Excerpts from a dataset

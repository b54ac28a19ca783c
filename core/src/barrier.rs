//! Distributed counting barrier
//!
//! Lets independent worker processes that run parts of the same scope agree
//! on "first in performs setup, last out performs teardown" without a live
//! coordinator. Every registrant increments a pair of counters persisted in a
//! shared directory while holding an exclusive advisory lock on that
//! directory:
//!
//! ```text
//! <base>/distributed_setup/<run_uid>/<scope path>/
//!     lock
//!     root_state.json      {"setup_count": n, "teardown_count": m}
//!     client-workspace/    created on first use
//! ```
//!
//! The lock stays held while the caller's body runs, and the incremented
//! counters are only persisted when the guard is committed.

use serde::{Deserialize, Serialize};
use std::fmt;
use std::path::{Path, PathBuf};
use std::time::Duration;
use testfan_common::lock::DEFAULT_POLL_INTERVAL;
use testfan_common::{ErrorContext, FileLock, state_file};
use tracing::{debug, info};

use crate::config::BarrierConfig;
use crate::error::{CoordinationError, CoordinationResult};
use crate::grouping::SCOPE_SEPARATOR;
use crate::types::WorkerId;

/// Directory under the base dir holding all barriers.
pub const BARRIER_DIR_NAME: &str = "distributed_setup";
const LOCK_FILE_NAME: &str = "lock";
const STATE_FILE_NAME: &str = "root_state.json";
const CLIENT_DIR_NAME: &str = "client-workspace";

/// Persisted counters. `teardown_count <= setup_count` always holds.
#[derive(Debug, Clone, Copy, Default, PartialEq, Eq, Serialize, Deserialize)]
pub struct BarrierState {
    pub setup_count: u64,
    pub teardown_count: u64,
}

impl fmt::Display for BarrierState {
    fn fmt(&self, f: &mut fmt::Formatter<'_>) -> fmt::Result {
        write!(
            f,
            "setup_count={}; teardown_count={}",
            self.setup_count, self.teardown_count
        )
    }
}

/// Path segment for one piece of a scope id. `.` and `..` are escaped so they
/// cannot walk out of the run directory.
fn escape_segment(segment: &str) -> String {
    match segment {
        "." => "%2E".to_string(),
        ".." => "%2E%2E".to_string(),
        other => other.to_string(),
    }
}

/// A barrier rooted at one scope directory, seen from one registrant.
#[derive(Debug, Clone)]
pub struct CountingBarrier {
    root_dir: PathBuf,
    worker_id: WorkerId,
    poll_interval: Duration,
}

impl CountingBarrier {
    pub fn new(root_dir: impl Into<PathBuf>, worker_id: impl Into<WorkerId>) -> Self {
        Self {
            root_dir: root_dir.into(),
            worker_id: worker_id.into(),
            poll_interval: DEFAULT_POLL_INTERVAL,
        }
    }

    /// The barrier of `scope` for the run described by `config`.
    ///
    /// Every `::`-separated component of the scope becomes one path level.
    /// The resulting directory always lies below the run directory.
    pub fn for_scope(
        config: &BarrierConfig,
        scope: &str,
        worker_id: impl Into<WorkerId>,
    ) -> Self {
        let mut root_dir = config.base_dir.join(BARRIER_DIR_NAME).join(&config.run_uid);
        for component in scope.split(SCOPE_SEPARATOR) {
            for segment in component.split(['/', '\\']).filter(|s| !s.is_empty()) {
                root_dir.push(escape_segment(segment));
            }
        }
        Self::new(root_dir, worker_id).with_poll_interval(config.poll_interval())
    }

    pub fn with_poll_interval(mut self, poll_interval: Duration) -> Self {
        self.poll_interval = poll_interval;
        self
    }

    pub fn root_dir(&self) -> &Path {
        &self.root_dir
    }

    pub fn worker_id(&self) -> &str {
        &self.worker_id
    }

    fn lock_path(&self) -> PathBuf {
        self.root_dir.join(LOCK_FILE_NAME)
    }

    fn state_path(&self) -> PathBuf {
        self.root_dir.join(STATE_FILE_NAME)
    }

    /// Persisted counters, read without taking the lock.
    pub fn state(&self) -> CoordinationResult<Option<BarrierState>> {
        Ok(state_file::load(&self.state_path())?)
    }

    fn lock(&self, timeout: Duration) -> CoordinationResult<FileLock> {
        let path = self.lock_path();
        FileLock::acquire_with_poll(&path, timeout, self.poll_interval)
            .map_err(|e| CoordinationError::from_lock(path, e))
    }

    fn invalid_state(&self, message: String) -> CoordinationError {
        CoordinationError::InvalidState {
            path: self.state_path(),
            message: format!("{} (worker {})", message, self.worker_id),
        }
    }

    /// Register for setup. Setup is allowed for the first registrant only.
    pub fn acquire_setup(&self, timeout: Duration) -> CoordinationResult<SetupGuard> {
        let lock = self.lock(timeout)?;
        let state_path = self.state_path();

        let mut state = match state_file::load::<BarrierState>(&state_path)? {
            Some(state) if state.setup_count == 0 => {
                return Err(self.invalid_state(format!("non-positive setup count; {}", state)));
            }
            // No teardown may start before every setup is accounted for.
            Some(state) if state.teardown_count != 0 => {
                return Err(self.invalid_state(format!(
                    "teardown started before setup completed; {}",
                    state
                )));
            }
            Some(state) => state,
            None => BarrierState::default(),
        };
        state.setup_count += 1;

        let context = SetupContext {
            setup_allowed: state.setup_count == 1,
            root_dir: self.root_dir.clone(),
            worker_id: self.worker_id.clone(),
        };
        info!("Acquired distributed setup: {}; {}", context, state);
        Ok(SetupGuard {
            lock,
            state,
            state_path,
            context,
        })
    }

    /// Register for teardown. Teardown is allowed for the last registrant only.
    pub fn acquire_teardown(
        &self,
        setup: &SetupContext,
        timeout: Duration,
    ) -> CoordinationResult<TeardownGuard> {
        assert_eq!(
            setup.root_dir, self.root_dir,
            "setup context belongs to another barrier"
        );
        let lock = self.lock(timeout)?;
        let state_path = self.state_path();

        let mut state = match state_file::load::<BarrierState>(&state_path)? {
            None => return Err(self.invalid_state("state file not found".to_string())),
            Some(state) if state.teardown_count >= state.setup_count => {
                return Err(self.invalid_state(format!(
                    "teardown count already reached setup count; {}",
                    state
                )));
            }
            Some(state) => state,
        };
        state.teardown_count += 1;

        let context = TeardownContext {
            teardown_allowed: state.teardown_count == state.setup_count,
            root_dir: self.root_dir.clone(),
            worker_id: self.worker_id.clone(),
        };
        info!("Acquired distributed teardown: {}; {}", context, state);
        Ok(TeardownGuard {
            lock,
            state,
            state_path,
            context,
        })
    }
}

fn client_dir(root_dir: &Path) -> CoordinationResult<PathBuf> {
    let path = root_dir.join(CLIENT_DIR_NAME);
    std::fs::create_dir_all(&path)
        .with_io_context(|| format!("creating client workspace {}", path.display()))?;
    Ok(path)
}

/// Outcome of a setup registration.
#[derive(Debug, Clone, PartialEq, Eq)]
pub struct SetupContext {
    setup_allowed: bool,
    root_dir: PathBuf,
    worker_id: WorkerId,
}

impl SetupContext {
    /// Whether this registrant must perform the shared setup.
    pub fn setup_allowed(&self) -> bool {
        self.setup_allowed
    }

    pub fn worker_id(&self) -> &str {
        &self.worker_id
    }

    /// Directory shared by all registrants of the barrier, created on demand.
    pub fn client_dir(&self) -> CoordinationResult<PathBuf> {
        client_dir(&self.root_dir)
    }
}

impl fmt::Display for SetupContext {
    fn fmt(&self, f: &mut fmt::Formatter<'_>) -> fmt::Result {
        write!(
            f,
            "setup_allowed={}; worker_id={}; root_dir={}",
            self.setup_allowed,
            self.worker_id,
            self.root_dir.display()
        )
    }
}

/// Outcome of a teardown registration.
#[derive(Debug, Clone, PartialEq, Eq)]
pub struct TeardownContext {
    teardown_allowed: bool,
    root_dir: PathBuf,
    worker_id: WorkerId,
}

impl TeardownContext {
    /// Whether this registrant must perform the shared teardown.
    pub fn teardown_allowed(&self) -> bool {
        self.teardown_allowed
    }

    pub fn worker_id(&self) -> &str {
        &self.worker_id
    }

    pub fn client_dir(&self) -> CoordinationResult<PathBuf> {
        client_dir(&self.root_dir)
    }
}

impl fmt::Display for TeardownContext {
    fn fmt(&self, f: &mut fmt::Formatter<'_>) -> fmt::Result {
        write!(
            f,
            "teardown_allowed={}; worker_id={}; root_dir={}",
            self.teardown_allowed,
            self.worker_id,
            self.root_dir.display()
        )
    }
}

/// Holds the barrier lock during setup. Dropping it without [`commit`]
/// releases the lock and forgets the registration.
///
/// [`commit`]: SetupGuard::commit
#[derive(Debug)]
pub struct SetupGuard {
    lock: FileLock,
    state: BarrierState,
    state_path: PathBuf,
    context: SetupContext,
}

impl SetupGuard {
    pub fn context(&self) -> &SetupContext {
        &self.context
    }

    /// Persist the registration and release the lock.
    pub fn commit(self) -> CoordinationResult<SetupContext> {
        state_file::save(&self.state_path, &self.state)?;
        debug!("Committed setup of {}: {}", self.context.worker_id, self.state);
        drop(self.lock);
        Ok(self.context)
    }
}

/// Holds the barrier lock during teardown.
#[derive(Debug)]
pub struct TeardownGuard {
    lock: FileLock,
    state: BarrierState,
    state_path: PathBuf,
    context: TeardownContext,
}

impl TeardownGuard {
    pub fn context(&self) -> &TeardownContext {
        &self.context
    }

    pub fn commit(self) -> CoordinationResult<TeardownContext> {
        state_file::save(&self.state_path, &self.state)?;
        debug!(
            "Committed teardown of {}: {}",
            self.context.worker_id, self.state
        );
        drop(self.lock);
        Ok(self.context)
    }
}

/// Runs a setup callback on the first registrant and a teardown callback on
/// the last one.
///
/// Each registrant calls [`maybe_call_setup`] exactly once, then
/// [`maybe_call_teardown`] exactly once. Any other order panics.
///
/// [`maybe_call_setup`]: SetupCoordinator::maybe_call_setup
/// [`maybe_call_teardown`]: SetupCoordinator::maybe_call_teardown
#[derive(Debug)]
pub struct SetupCoordinator {
    barrier: CountingBarrier,
    setup: Option<SetupContext>,
    teardown: Option<TeardownContext>,
}

impl SetupCoordinator {
    pub const DEFAULT_TIMEOUT: Duration = Duration::from_secs(90);

    pub fn new(barrier: CountingBarrier) -> Self {
        Self {
            barrier,
            setup: None,
            teardown: None,
        }
    }

    pub fn barrier(&self) -> &CountingBarrier {
        &self.barrier
    }

    pub fn setup_context(&self) -> Option<&SetupContext> {
        self.setup.as_ref()
    }

    pub fn teardown_context(&self) -> Option<&TeardownContext> {
        self.teardown.as_ref()
    }

    /// Register for setup and run `callback` if this is the first registrant.
    ///
    /// Returns whether the callback ran. A failing callback leaves the
    /// registration unpersisted.
    pub fn maybe_call_setup<F>(&mut self, callback: F, timeout: Duration) -> CoordinationResult<bool>
    where
        F: FnOnce(&SetupContext) -> anyhow::Result<()>,
    {
        assert!(
            self.setup.is_none(),
            "maybe_call_setup() already called for worker {}",
            self.barrier.worker_id()
        );
        let guard = self.barrier.acquire_setup(timeout)?;
        self.setup = Some(guard.context().clone());

        let allowed = guard.context().setup_allowed();
        if allowed {
            callback(guard.context()).map_err(CoordinationError::Callback)?;
        }
        guard.commit()?;
        Ok(allowed)
    }

    /// Register for teardown and run `callback` if this is the last registrant.
    pub fn maybe_call_teardown<F>(
        &mut self,
        callback: F,
        timeout: Duration,
    ) -> CoordinationResult<bool>
    where
        F: FnOnce(&TeardownContext) -> anyhow::Result<()>,
    {
        let Some(setup) = self.setup.as_ref() else {
            panic!(
                "maybe_call_setup() not called yet for worker {}",
                self.barrier.worker_id()
            );
        };
        assert!(
            self.teardown.is_none(),
            "maybe_call_teardown() already called for worker {}",
            self.barrier.worker_id()
        );
        let guard = self.barrier.acquire_teardown(setup, timeout)?;
        self.teardown = Some(guard.context().clone());

        let allowed = guard.context().teardown_allowed();
        if allowed {
            callback(guard.context()).map_err(CoordinationError::Callback)?;
        }
        guard.commit()?;
        Ok(allowed)
    }
}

### About this exercise
If the word "must" appears in a line above, copy that line.

### Result of this exercise
    /// Whether this registrant must perform the shared setup.
    /// Whether this registrant must perform the shared teardown.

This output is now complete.